Naked!

The boot is off! I am a free woman. Oh what to do, what to do? Now I can do all the things that I have put off for nine weeks. Now I can go get a pedicure, go shoe shopping, do all those mundane glorious chores that I haven’t done for the last nine weeks. I can get back to hiking, working in the yard and walking the dogs among all of the other things on my to do list. Right now even vacuuming sounds fun, sick huh?

After a two hour surgery, five screws and a plate, thirty-six stitches with bones moved and removed and nine weeks of recovery, I am finally completely healed. My doctor said I did awesome on the healing and recovery. He asked if I brought a shoe and I pulled out a pair of three inch strappy sandals and said that I was planning on wearing them home. He looked at me like I was nuts, and I said that it was a joke, that I had brought many pairs to try on. We settled on the mate to the one I already had on

What I couldn’t believe was how weak my leg is and how tender the bottom of my foot is. I went to stand up and my left leg almost collapsed from the weight and pressure.

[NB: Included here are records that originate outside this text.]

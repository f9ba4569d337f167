//! Unlit material definitions and the role registry
//!
//! Lighting in the café scene is baked into textures, so every material is
//! unlit: either a baked texture lookup or a flat emissive color. Materials
//! are identified by [`MaterialRole`] and shared between nodes through `Arc`.

use bytemuck::{Pod, Zeroable};
use glam::Vec4;
use std::collections::HashMap;
use std::fmt;
use std::str::FromStr;
use std::sync::Arc;

use super::Color;

/// What a material is used for in the scene
#[derive(Debug, Clone, Copy, PartialEq, Eq, Hash, PartialOrd, Ord)]
pub enum MaterialRole {
    /// Default baked texture, assigned to every node first
    Baked,
    BuildingAndStairs,
    EmissiveWhite,
    EmissiveWindow,
    EmissiveRoof,
    EmissiveAccent,
}

impl MaterialRole {
    pub const ALL: [MaterialRole; 6] = [
        MaterialRole::Baked,
        MaterialRole::BuildingAndStairs,
        MaterialRole::EmissiveWhite,
        MaterialRole::EmissiveWindow,
        MaterialRole::EmissiveRoof,
        MaterialRole::EmissiveAccent,
    ];

    /// Short name used in binding tables
    pub fn name(&self) -> &'static str {
        match self {
            MaterialRole::Baked => "baked",
            MaterialRole::BuildingAndStairs => "buildingAndStairs",
            MaterialRole::EmissiveWhite => "white",
            MaterialRole::EmissiveWindow => "window",
            MaterialRole::EmissiveRoof => "roof",
            MaterialRole::EmissiveAccent => "accent",
        }
    }
}

impl fmt::Display for MaterialRole {
    fn fmt(&self, f: &mut fmt::Formatter<'_>) -> fmt::Result {
        f.write_str(self.name())
    }
}

#[derive(Debug, Clone, PartialEq, Eq)]
pub struct UnknownRole(pub String);

impl fmt::Display for UnknownRole {
    fn fmt(&self, f: &mut fmt::Formatter<'_>) -> fmt::Result {
        write!(f, "unknown material role '{}'", self.0)
    }
}

impl std::error::Error for UnknownRole {}

impl FromStr for MaterialRole {
    type Err = UnknownRole;

    fn from_str(s: &str) -> Result<Self, Self::Err> {
        MaterialRole::ALL
            .into_iter()
            .find(|role| role.name() == s)
            .ok_or_else(|| UnknownRole(s.to_string()))
    }
}

/// Key of a texture supplied with the asset (file stem, e.g. `"baked"`)
#[derive(Debug, Clone, PartialEq, Eq, Hash)]
pub struct TextureKey(pub String);

impl TextureKey {
    pub fn new(key: impl Into<String>) -> Self {
        Self(key.into())
    }

    pub fn as_str(&self) -> &str {
        &self.0
    }
}

/// How a material shades its surface
#[derive(Debug, Clone, PartialEq)]
pub enum Shading {
    UnlitTextured { texture: TextureKey },
    UnlitColor { color: Color },
}

/// Immutable material description shared by every node of the same role
#[derive(Debug, Clone, PartialEq)]
pub struct MaterialDescriptor {
    pub role: MaterialRole,
    pub shading: Shading,
    pub double_sided: bool,
}

impl MaterialDescriptor {
    pub fn textured(role: MaterialRole, texture: impl Into<String>) -> Self {
        Self {
            role,
            shading: Shading::UnlitTextured {
                texture: TextureKey::new(texture),
            },
            double_sided: false,
        }
    }

    pub fn flat(role: MaterialRole, color: Color) -> Self {
        Self {
            role,
            shading: Shading::UnlitColor { color },
            double_sided: false,
        }
    }

    pub fn with_double_sided(mut self, double_sided: bool) -> Self {
        self.double_sided = double_sided;
        self
    }

    pub fn texture(&self) -> Option<&TextureKey> {
        match &self.shading {
            Shading::UnlitTextured { texture } => Some(texture),
            Shading::UnlitColor { .. } => None,
        }
    }

    /// Create a uniform data struct for GPU
    pub fn uniform_data(&self) -> MaterialUniformData {
        match &self.shading {
            Shading::UnlitTextured { .. } => MaterialUniformData {
                color: Vec4::ONE,
                params: Vec4::new(1.0, 0.0, 0.0, 0.0),
            },
            Shading::UnlitColor { color } => MaterialUniformData {
                color: color.0.extend(1.0),
                params: Vec4::ZERO,
            },
        }
    }
}

/// Material uniform data for GPU
#[repr(C)]
#[derive(Debug, Clone, Copy, Pod, Zeroable)]
pub struct MaterialUniformData {
    pub color: Vec4,
    pub params: Vec4, // x=sample texture, yzw=padding
}

/// Fixed role → material mapping, one shared instance per role
#[derive(Debug, Clone, Default)]
pub struct MaterialRegistry {
    materials: HashMap<MaterialRole, Arc<MaterialDescriptor>>,
}

impl MaterialRegistry {
    pub fn new() -> Self {
        Self::default()
    }

    /// Register a descriptor under its role, replacing any previous one.
    pub fn insert(&mut self, descriptor: MaterialDescriptor) -> Arc<MaterialDescriptor> {
        let shared = Arc::new(descriptor);
        self.materials.insert(shared.role, shared.clone());
        shared
    }

    pub fn with(mut self, descriptor: MaterialDescriptor) -> Self {
        self.insert(descriptor);
        self
    }

    pub fn get(&self, role: MaterialRole) -> Option<&Arc<MaterialDescriptor>> {
        self.materials.get(&role)
    }

    pub fn len(&self) -> usize {
        self.materials.len()
    }

    pub fn is_empty(&self) -> bool {
        self.materials.is_empty()
    }

    /// Texture keys referenced by any registered material, sorted.
    pub fn texture_keys(&self) -> Vec<TextureKey> {
        let mut keys: Vec<TextureKey> = self
            .materials
            .values()
            .filter_map(|m| m.texture().cloned())
            .collect();
        keys.sort_by(|a, b| a.0.cmp(&b.0));
        keys.dedup();
        keys
    }
}

#[cfg(test)]
mod tests {
    use super::*;

    #[test]
    fn test_role_names_round_trip() {
        for role in MaterialRole::ALL {
            assert_eq!(role.name().parse::<MaterialRole>(), Ok(role));
        }
        assert_eq!(
            "neon".parse::<MaterialRole>(),
            Err(UnknownRole("neon".to_string()))
        );
    }

    #[test]
    fn test_registry_shares_one_instance_per_role() {
        let mut registry = MaterialRegistry::new();
        let white = registry.insert(MaterialDescriptor::flat(MaterialRole::EmissiveWhite, Color::WHITE));
        let fetched = registry.get(MaterialRole::EmissiveWhite).unwrap();
        assert!(Arc::ptr_eq(&white, fetched));
        assert!(registry.get(MaterialRole::EmissiveRoof).is_none());
    }

    #[test]
    fn test_texture_keys_are_deduplicated() {
        let registry = MaterialRegistry::new()
            .with(MaterialDescriptor::textured(MaterialRole::Baked, "baked"))
            .with(MaterialDescriptor::textured(MaterialRole::BuildingAndStairs, "baked"))
            .with(MaterialDescriptor::flat(MaterialRole::EmissiveRoof, Color::WHITE));
        assert_eq!(registry.texture_keys(), vec![TextureKey::new("baked")]);
    }

    #[test]
    fn test_uniform_data_flags_texture_sampling() {
        let textured = MaterialDescriptor::textured(MaterialRole::Baked, "baked");
        assert_eq!(textured.uniform_data().params.x, 1.0);
        let flat = MaterialDescriptor::flat(MaterialRole::EmissiveWindow, Color::from_hex(0x04AAC0));
        assert_eq!(flat.uniform_data().params.x, 0.0);
        assert_eq!(flat.uniform_data().color.w, 1.0);
    }
}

My foot is still a bit swollen and my toes sort of jut upwards, but the doctor has assured me that they will lie down as I walk more. Toes pointing towards the ceiling, cute huh? I have been walking around in a walking boot for seven weeks and thought that shedding the boot and going back to shoes would be a piece of cake. Not so, this is going take bit of time getting back to a hundred percent. I guess this means I’m not running in a marathon next week.

Poor Frankenboot, what should I do with him? Maybe we’ll have a giant bonfire and burn Frank in effigy, Viking style or have him bronzed like parents used to do to baby’s first shoe. Or on a more practical note, maybe I should save him for future use. At the rate I’m going, I’m pretty sure I will probably break something in the future that would require a walking cast. I could even sell it on EBay and maybe get ten dollars for a slightly used black neoprene walking boot.

You have no idea how excited I am to be mobile again. I feel like I’m coming out of a kind of suspended state where most of my life has been on hold and in reality I guess it has, I’ve spent most of my energy healing. Now I’m ready to get back to full steam ahead, even if I have to take it a little slower than I originally planned.

Four More Weeks!

Just four more weeks, twenty eight days, that’s how much longer I have to wear Frankenstein’s shoe. Woo Hoo! I went in for my five week follow up visit for my surgery on Friday. My doctor was amazed at my recovery speed. He said I was about twenty one days ahead of schedule. He had figured that I would be on crutches for a minimum of six weeks, but after two weeks he decided to try out me wearing a monster black walking cast, complete with industrial strength Velcro. This was in response to two falls in two days on my crutches. I am so graceful.

It only took four days for me to shed the crutches with the Franken foot. So that has been a huge success. My grace has not diminished, in fact the Franken foot has increased my wobbling because of its weight and cumbersome size. But at least no crutches when I’m wearing it. I did find a few challenges when wearing Frank, like walking on a slope. Can you imagine trying to walk down hill with Frank? Not easy, my leg doesn’t bend forward locked in the boot. And uphill is even harder. The first time I tried to go up an incline I couldn’t move. The boot refused to move. There I was standing in one spot looking pretty silly. Mitch had to come get me and help me up the hill. It’s like sidestepping up a hill with skis on. Not much fun.

My x-rays showed a fifteen degree movement of bone, which the doctor said was a lot. He said that for as extensive work as was done, he was really surprised at how well I was doing. His colleague that assisted in the surgery couldn’t believe how well I am doing either.

But I know the secret to my healing success. I have the best husband and friends that have taken care of me and have taken care of everything else so I could just lay around and heal. This will take me a lifetime to repay them for their love and support.

I see a pedicure and shoe shopping in my future.